Viviane Schwarz said...

Ha! Yes, there are a lot of quiet people, one just doesn't hear as much about them (obviously).

I've always had problems with many children that way because they don't understand when to stop because I find it incredibly hard to authoritatively say "no". I'm the sort of person who quietly says "no" and smiles and hopes that they'll understand, but it always ends in them hitting me just to hear me say it again, and screaming and laughing hysterically. Alternatively, sometimes I say "So you think I'm silly, well I think you're silly too, I wouldn't dress like you either for example" to which they tend to reply very seriously "my mother dresses me, who's dressing you?" but at least it generally calms things down.

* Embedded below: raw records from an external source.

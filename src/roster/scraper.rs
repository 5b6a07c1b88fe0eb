use anyhow::{anyhow, Result};
use chrono::NaiveDate;
use regex::Regex;
use reqwest::Client;
use scraper::{Html, Selector};
use serde::{Deserialize, Serialize};
use std::time::Duration;
use tracing::{debug, info, warn};
use url::Url;

/// One artist booked for one event night
#[derive(Debug, Clone, Serialize, Deserialize, PartialEq)]
pub struct ArtistRecord {
    pub date: NaiveDate,
    pub name: String,
    pub followers: u64,
    /// Floor the artist plays on
    pub location: String,
    /// Resolved profile page, when the lookup found one
    pub soundcloud_url: Option<String>,
}

/// An event link parsed from the archive page, before follower lookup
#[derive(Debug, Clone, PartialEq)]
pub struct EventEntry {
    pub date: NaiveDate,
    pub location: String,
    pub artists: Vec<String>,
}

/// Scraper for the club's monthly program archive plus SoundCloud
/// follower lookups per artist.
#[derive(Clone)]
pub struct RosterScraper {
    client: Client,
    archive_url: Url,
    /// Known floors; archive links naming none of these are not events
    locations: Vec<String>,
}

impl RosterScraper {
    pub fn new(archive_url: &str, timeout_seconds: u64) -> Result<Self> {
        let client = Client::builder()
            .timeout(Duration::from_secs(timeout_seconds))
            .user_agent("Mozilla/5.0 (Macintosh; Intel Mac OS X 10_15_7) AppleWebKit/537.36 (KHTML, like Gecko) Chrome/120.0.0.0 Safari/537.36")
            .build()
            .unwrap_or_else(|_| Client::new());

        Ok(Self {
            client,
            archive_url: Url::parse(archive_url)?,
            locations: vec!["Berghain", "Panorama Bar", "Säule", "Italorama Bar"]
                .into_iter()
                .map(String::from)
                .collect(),
        })
    }

    /// Scrape one archive month and resolve follower counts per artist
    pub async fn scrape_month(&self, year: i32, month: u32) -> Result<Vec<ArtistRecord>> {
        let url = self.month_url(year, month)?;
        info!("scraping program archive: {}", url);

        let html = self.client.get(url).send().await?.text().await?;
        let events = self.parse_archive_page(&html)?;
        debug!("found {} event entries for {}-{:02}", events.len(), year, month);

        let mut records = Vec::new();
        for event in events {
            for artist in &event.artists {
                let (followers, soundcloud_url) = match self.lookup_followers(artist).await {
                    Ok(found) => found,
                    Err(e) => {
                        warn!("follower lookup failed for {}: {}", artist, e);
                        (0, None)
                    }
                };

                records.push(ArtistRecord {
                    date: event.date,
                    name: artist.clone(),
                    followers,
                    location: event.location.clone(),
                    soundcloud_url,
                });
            }
        }

        Ok(records)
    }

    fn month_url(&self, year: i32, month: u32) -> Result<Url> {
        let path = format!("{}/{}/{:02}/", self.archive_url.path().trim_end_matches('/'), year, month);
        let mut url = self.archive_url.clone();
        url.set_path(&path);
        Ok(url)
    }

    /// Extract event entries from an archive page. Event links carry an
    /// `upcoming-event` marker, name one of the known floors, a
    /// `dd.mm.yyyy` date and the artist line-up.
    pub fn parse_archive_page(&self, html: &str) -> Result<Vec<EventEntry>> {
        let document = Html::parse_document(html);
        let link_sel = Selector::parse("a").map_err(|e| anyhow!("bad selector: {e}"))?;
        let date_re = Regex::new(r"(\d{1,2})\.(\d{1,2})\.(\d{4})")?;

        let mut events = Vec::new();

        for link in document.select(&link_sel) {
            if !link.html().contains("upcoming-event") {
                continue;
            }

            let lines: Vec<String> = link
                .text()
                .map(|t| t.trim().to_string())
                .filter(|t| !t.is_empty())
                .collect();

            let Some(location) = self
                .locations
                .iter()
                .find(|loc| lines.iter().any(|line| line.contains(loc.as_str())))
                .cloned()
            else {
                continue;
            };

            let text = lines.join("\n");
            let Some(caps) = date_re.captures(&text) else {
                continue;
            };
            let date = NaiveDate::from_ymd_opt(
                caps[3].parse()?,
                caps[2].parse()?,
                caps[1].parse()?,
            )
            .ok_or_else(|| anyhow!("invalid archive date: {}", &caps[0]))?;

            // Whatever follows the date line is the line-up
            let date_line = lines
                .iter()
                .position(|line| date_re.is_match(line))
                .unwrap_or(0);
            let artist_str = lines
                .iter()
                .skip(date_line + 1)
                .filter(|line| !self.locations.iter().any(|loc| line.contains(loc.as_str())))
                .cloned()
                .collect::<Vec<_>>()
                .join(",");

            let artists = split_artists(&artist_str);
            if artists.is_empty() {
                continue;
            }

            events.push(EventEntry {
                date,
                location,
                artists,
            });
        }

        Ok(events)
    }

    /// Resolve an artist's SoundCloud follower count via the search page
    /// and the profile's `follower_count` meta tag. Any miss is 0, not an
    /// error worth failing the whole month for.
    pub async fn lookup_followers(&self, artist: &str) -> Result<(u64, Option<String>)> {
        let search_url = format!(
            "https://soundcloud.com/search?q={}",
            urlencoding::encode(artist)
        );
        let html = self.client.get(&search_url).send().await?.text().await?;

        let Some(tag) = first_profile_tag(&html)? else {
            return Ok((0, None));
        };

        let profile_url = format!("https://soundcloud.com/{}", tag);
        let profile_html = self.client.get(&profile_url).send().await?.text().await?;

        let followers = extract_follower_count(&profile_html).unwrap_or(0);
        Ok((followers, Some(profile_url)))
    }
}

/// Split a line-up string into artist names: B2B pairings become separate
/// entries, "Live" markers are stripped.
pub fn split_artists(artist_str: &str) -> Vec<String> {
    artist_str
        .replace(" B2B ", ",")
        .replace(" b2b ", ",")
        .replace("Live", "")
        .split(',')
        .map(|name| name.trim().to_string())
        .filter(|name| !name.is_empty())
        .collect()
}

/// First profile path from a search result page
fn first_profile_tag(html: &str) -> Result<Option<String>> {
    let document = Html::parse_document(html);
    let link_sel = Selector::parse("a").map_err(|e| anyhow!("bad selector: {e}"))?;

    let tag = document
        .select(&link_sel)
        .filter_map(|link| link.value().attr("href"))
        .find(|href| {
            href.starts_with('/')
                && !href.starts_with("//")
                && href.matches('/').count() == 1
                && !matches!(
                    *href,
                    "/" | "/discover" | "/search" | "/upload" | "/signin"
                )
        })
        .map(|href| href.trim_matches('/').to_string());

    Ok(tag)
}

/// Follower count from a profile page's meta content
fn extract_follower_count(html: &str) -> Option<u64> {
    let re = Regex::new(r#"follower_count"\s+content="(\d+)""#).ok()?;
    re.captures(html)?.get(1)?.as_str().parse().ok()
}
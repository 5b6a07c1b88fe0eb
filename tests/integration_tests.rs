use chrono::{DateTime, NaiveDate};
use tempfile::tempdir;

use queue_analyzer_rust::aggregation::TemporalAggregator;
use queue_analyzer_rust::extraction::{QueueEstimator, Vocabulary};
use queue_analyzer_rust::ingest::telegram::TelegramExportReader;
use queue_analyzer_rust::ingest::{merge_sorted, MessageFeed, MessageSource, RawMessage};
use queue_analyzer_rust::model::{training_set, LeastSquaresModel, Regressor};
use queue_analyzer_rust::roster::{followers_by_date, ArtistRecord};
use queue_analyzer_rust::store::{assemble_features, FeatureStore};
use queue_analyzer_rust::weather::DailyWeather;

fn message(timestamp: &str, text: &str) -> RawMessage {
    RawMessage {
        sender: "tester".into(),
        text: text.into(),
        timestamp: DateTime::parse_from_rfc3339(timestamp).unwrap(),
        source: MessageSource::Telegram,
    }
}

fn aggregator() -> TemporalAggregator {
    TemporalAggregator::new(QueueEstimator::new(Vocabulary::new()))
}

// One weekend of chat traffic through the whole extraction/aggregation
// path. 2024-03-01 is a Friday.
#[test]
fn test_weekend_of_reports_end_to_end() {
    let records = vec![
        message("2024-03-01T18:00:00+01:00", "anyone in line yet?"),
        message("2024-03-01T23:30:00+01:00", "2 hours from the kiosk corner"),
        message("2024-03-02T00:15:00+01:00", "about 1.5 h right now"),
        message("2024-03-02T23:00:00+01:00", "30 mins wait"),
        message("2024-03-03T03:00:00+01:00", "line reaches the späti"),
        message("2024-03-05T14:00:00+01:00", "3 hours"), // Tuesday, ignored
    ];

    let rows = aggregator().aggregate(&records);

    // Tuesday never shows up; 03:00 Sunday folds into Saturday night
    let dates: Vec<NaiveDate> = rows.iter().map(|r| r.date).collect();
    assert!(dates.contains(&NaiveDate::from_ymd_opt(2024, 3, 1).unwrap()));
    assert!(dates.contains(&NaiveDate::from_ymd_opt(2024, 3, 2).unwrap()));
    assert!(!dates.contains(&NaiveDate::from_ymd_opt(2024, 3, 5).unwrap()));

    for row in &rows {
        assert!(row.max_waiting_time >= 0.0);
        assert!(row.max_waiting_time <= 10.0);
    }
}

#[tokio::test]
async fn test_export_to_store_round_trip() {
    let dir = tempdir().unwrap();

    let export = r#"
        <html><body>
        <div class="message">
            <div class="date" title="01.03.2024 23:30:00 UTC+01:00">23:30</div>
            <div class="from_name">doorwatcher</div>
            <div class="text">2 hours</div>
        </div>
        <div class="message">
            <div class="date" title="01.03.2024 23:45:00 UTC+01:00">23:45</div>
            <div class="from_name">doorwatcher</div>
            <div class="text">4 hours by now</div>
        </div>
        </body></html>
    "#;
    tokio::fs::write(dir.path().join("messages.html"), export)
        .await
        .unwrap();

    let reader = TelegramExportReader::new(dir.path());
    let messages = reader.fetch().await.unwrap();
    assert_eq!(messages.len(), 2);

    let rows = aggregator().aggregate(&messages);
    assert_eq!(rows.len(), 1);

    let store = FeatureStore::new(dir.path().join("data"));
    store.initialize().await.unwrap();
    store.save_estimates("estimates", &rows).await.unwrap();

    let loaded = store.load_estimates("estimates").await.unwrap();
    assert_eq!(loaded, rows);
}

#[test]
fn test_features_feed_the_model() {
    // Two weekends of hour reports, one aggregated row per night
    let records = vec![
        message("2024-03-01T23:30:00+01:00", "2 hours"),
        message("2024-03-02T18:00:00+01:00", "3 hours easily"),
        message("2024-03-03T18:00:00+01:00", "1 hour tonight"),
        message("2024-03-08T23:30:00+01:00", "4 hours"),
        message("2024-03-09T18:00:00+01:00", "2 hours again"),
    ];
    let estimates = aggregator().aggregate(&records);
    assert_eq!(estimates.len(), 5);

    let followers = [400_000, 90_000, 150_000, 320_000, 60_000];
    let temps = [4.0, 2.5, 7.0, 3.0, 5.5];
    let precip = [0.0, 1.2, 0.4, 2.0, 0.0];

    let mut roster = Vec::new();
    let mut weather = Vec::new();
    for (i, estimate) in estimates.iter().enumerate() {
        roster.push(ArtistRecord {
            date: estimate.date,
            name: format!("artist-{}", i),
            followers: followers[i],
            location: "Berghain".into(),
            soundcloud_url: None,
        });
        weather.push(DailyWeather {
            date: estimate.date,
            min_temp_c: temps[i],
            precip_mm: precip[i],
            chance_of_rain: Some(20.0),
        });
    }

    let features = assemble_features(&estimates, &followers_by_date(&roster), &weather);
    assert_eq!(features.len(), estimates.len());

    let (x, y) = training_set(&features);
    assert_eq!(x.len(), 5);

    let mut model = LeastSquaresModel::new();
    model.fit(&x, &y).unwrap();
    assert!(model.predict(&x[0]) >= 0.0);
    assert!(model.predict(&[120_000.0, 5.0, 0.0]).is_finite());
}

#[test]
fn test_merged_sources_share_one_stream() {
    let telegram = vec![message("2024-03-02T23:00:00+01:00", "2 hours")];
    let reddit = vec![RawMessage {
        sender: "t1_abc".into(),
        text: "30 mins wait".into(),
        timestamp: DateTime::parse_from_rfc3339("2024-03-02T22:00:00+01:00").unwrap(),
        source: MessageSource::Reddit,
    }];

    let merged = merge_sorted(vec![telegram, reddit]);
    assert_eq!(merged.len(), 2);
    assert_eq!(merged[0].source, MessageSource::Reddit);

    let rows = aggregator().aggregate(&merged);
    assert_eq!(rows.len(), 1);
}
use anyhow::Result;
use regex::Regex;
use tracing::debug;

use super::Vocabulary;
use crate::config::ExtractionConfig;

/// One step of the extraction cascade. Rules are evaluated in order and
/// the first one that fires decides the estimate; later rules never run.
#[derive(Debug, Clone, PartialEq, Eq)]
pub enum ExtractionRule {
    /// Digit + hour-unit keyword, averaged over all plausible numbers
    Hours,
    /// Digit + minute-unit keyword, averaged and converted to hours
    Minutes,
    /// Mention of the landmark group at this index in the vocabulary
    Landmark(usize),
}

/// Rule-based queue-duration extractor
///
/// Converts one free-text crowd report into an estimated waiting time in
/// hours. Pure and deterministic: no side effects, no shared mutable state,
/// and no input can make it panic. Unparseable text is a valid "no signal"
/// observation and yields 0.
pub struct QueueEstimator {
    vocab: Vocabulary,
    rules: Vec<ExtractionRule>,
    re_hours: Regex,
    re_minutes: Regex,
    re_competing_club: Regex,
    re_number: Regex,
    re_integer: Regex,
    re_meters: Regex,
}

impl QueueEstimator {
    /// Build an estimator over the given vocabulary tables
    pub fn new(vocab: Vocabulary) -> Self {
        let re_hours = unit_pattern(vocab.hour_units());
        let re_minutes = unit_pattern(vocab.minute_units());

        // Deliberately broad: any digit anywhere before a rival club name
        // counts as a competing report, even when the digit is unrelated.
        // Known source of false negatives, kept on purpose.
        let club_alternation = alternation(vocab.competing_clubs());
        let re_competing_club = Regex::new(&format!(r"(?s)\d.*(?:{})", club_alternation))
            .unwrap_or_else(|_| never_matching());

        // One token per number so "1.5" is never also counted as "1" and "5"
        let re_number = Regex::new(r"\d+(?:\.\d+)?").unwrap_or_else(|_| never_matching());
        let re_integer = Regex::new(r"\d+").unwrap_or_else(|_| never_matching());
        let re_meters = Regex::new(r"\d+\s*m").unwrap_or_else(|_| never_matching());

        let mut rules = vec![ExtractionRule::Hours, ExtractionRule::Minutes];
        rules.extend((0..vocab.landmarks().len()).map(ExtractionRule::Landmark));

        Self {
            vocab,
            rules,
            re_hours,
            re_minutes,
            re_competing_club,
            re_number,
            re_integer,
            re_meters,
        }
    }

    /// Build an estimator from the extraction config, loading a terms file
    /// when one is configured
    pub async fn from_config(config: &ExtractionConfig) -> Result<Self> {
        let mut vocab = match &config.terms_file {
            Some(path) => Vocabulary::from_file(path).await?,
            None => Vocabulary::new(),
        };
        vocab.implausible_hour_threshold = config.implausible_hour_threshold;
        vocab.distance_time_factor = config.distance_time_factor;
        Ok(Self::new(vocab))
    }

    /// The cascade in evaluation order
    pub fn rules(&self) -> &[ExtractionRule] {
        &self.rules
    }

    pub fn vocabulary(&self) -> &Vocabulary {
        &self.vocab
    }

    /// Estimate the reported queue duration in hours for one message
    pub fn estimate(&self, text: &str) -> f64 {
        let text = text.to_lowercase();

        for rule in &self.rules {
            if let Some(hours) = self.apply_rule(rule, &text) {
                debug!(?rule, hours, "extraction rule fired");
                return hours;
            }
        }

        0.0
    }

    /// Missing text is absence of signal, not an error
    pub fn estimate_opt(&self, text: Option<&str>) -> f64 {
        text.map(|t| self.estimate(t)).unwrap_or(0.0)
    }

    fn apply_rule(&self, rule: &ExtractionRule, text: &str) -> Option<f64> {
        match rule {
            ExtractionRule::Hours => self.hours_estimate(text),
            ExtractionRule::Minutes => self.minutes_estimate(text),
            ExtractionRule::Landmark(index) => self.landmark_estimate(*index, text),
        }
    }

    fn hours_estimate(&self, text: &str) -> Option<f64> {
        if !self.re_hours.is_match(text) || self.re_competing_club.is_match(text) {
            return None;
        }

        let mut candidates: Vec<f64> = self
            .re_number
            .find_iter(text)
            .filter_map(|m| m.as_str().parse::<f64>().ok())
            .filter(|value| *value < self.vocab.implausible_hour_threshold)
            .collect();

        candidates.extend(
            self.vocab
                .hour_words()
                .iter()
                .filter(|(word, _)| text.contains(word.as_str()))
                .map(|(_, value)| *value),
        );

        Some(mean(&candidates).max(0.0))
    }

    fn minutes_estimate(&self, text: &str) -> Option<f64> {
        if !self.re_minutes.is_match(text) || self.re_competing_club.is_match(text) {
            return None;
        }

        let mut candidates: Vec<f64> = self
            .re_integer
            .find_iter(text)
            .filter_map(|m| m.as_str().parse::<f64>().ok())
            .collect();

        candidates.extend(
            self.vocab
                .minute_words()
                .iter()
                .filter(|(word, _)| text.contains(word.as_str()))
                .map(|(_, value)| *value),
        );

        Some((mean(&candidates) / 60.0).max(0.0))
    }

    fn landmark_estimate(&self, index: usize, text: &str) -> Option<f64> {
        let landmark = self.vocab.landmarks().get(index)?;

        if !landmark
            .aliases
            .iter()
            .any(|alias| text.contains(alias.as_str()))
        {
            return None;
        }

        Some(landmark.base_hours + self.reported_distance(text) * self.vocab.distance_time_factor)
    }

    /// Mean of all digit runs when a meters token is present, else 0
    fn reported_distance(&self, text: &str) -> f64 {
        if !self.re_meters.is_match(text) {
            return 0.0;
        }

        let distances: Vec<f64> = self
            .re_integer
            .find_iter(text)
            .filter_map(|m| m.as_str().parse::<f64>().ok())
            .collect();

        mean(&distances)
    }
}

/// Mean over the candidates, with the empty list defined as 0 so no
/// numeric-domain error can surface from averaging.
fn mean(values: &[f64]) -> f64 {
    if values.is_empty() {
        return 0.0;
    }
    values.iter().sum::<f64>() / values.len() as f64
}

/// `\d+\s*<unit>` over the configured unit keywords
fn unit_pattern(units: &[String]) -> Regex {
    Regex::new(&format!(r"\d+\s*(?:{})", alternation(units))).unwrap_or_else(|_| never_matching())
}

fn alternation(words: &[String]) -> String {
    if words.is_empty() {
        // Alternation over nothing must match nothing, not everything
        return "[^\\s\\S]".to_string();
    }
    words
        .iter()
        .map(|w| regex::escape(w))
        .collect::<Vec<_>>()
        .join("|")
}

fn never_matching() -> Regex {
    // Infallible fallback pattern; only reachable with a broken vocabulary
    #[allow(clippy::unwrap_used)]
    Regex::new(r"[^\s\S]").unwrap()
}
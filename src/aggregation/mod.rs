/// Temporal aggregation of per-message estimates
///
/// Takes the estimator's per-report values and produces one
/// max-waiting-time figure per event night, rescaled against the weekend
/// reference curve and smoothed across the Sunday-into-Monday boundary.
pub mod aggregator;
pub mod reference_curve;

pub use aggregator::{AggregatedEstimate, TemporalAggregator};
pub use reference_curve::ReferenceCurve;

I've got better at getting rid of men who follow me about in the street going "Let's go for a drink! Why not? Heyy why not? Why not?" after I noticed that I didn't actually have to reply to that (and replying to "why not?" is hardly ever easy, because most of the time it feels rude to be honest).

Talking is such a complicated business, everything you say potentially changes things in all sorts of ways, and there are so many different ways of speaking. It's amazing how it comes naturally to so many people.

Anyway, yeah, shouting is fun sometimes!

Viviane Schwarz said...

(I am of course not recommending to tell children they look silly, which is a very cruel thing to do in almost every context! This is me replying to for example a bunch of neighborhood kids yelling WITCH WITCH WITCH at me with great glee.)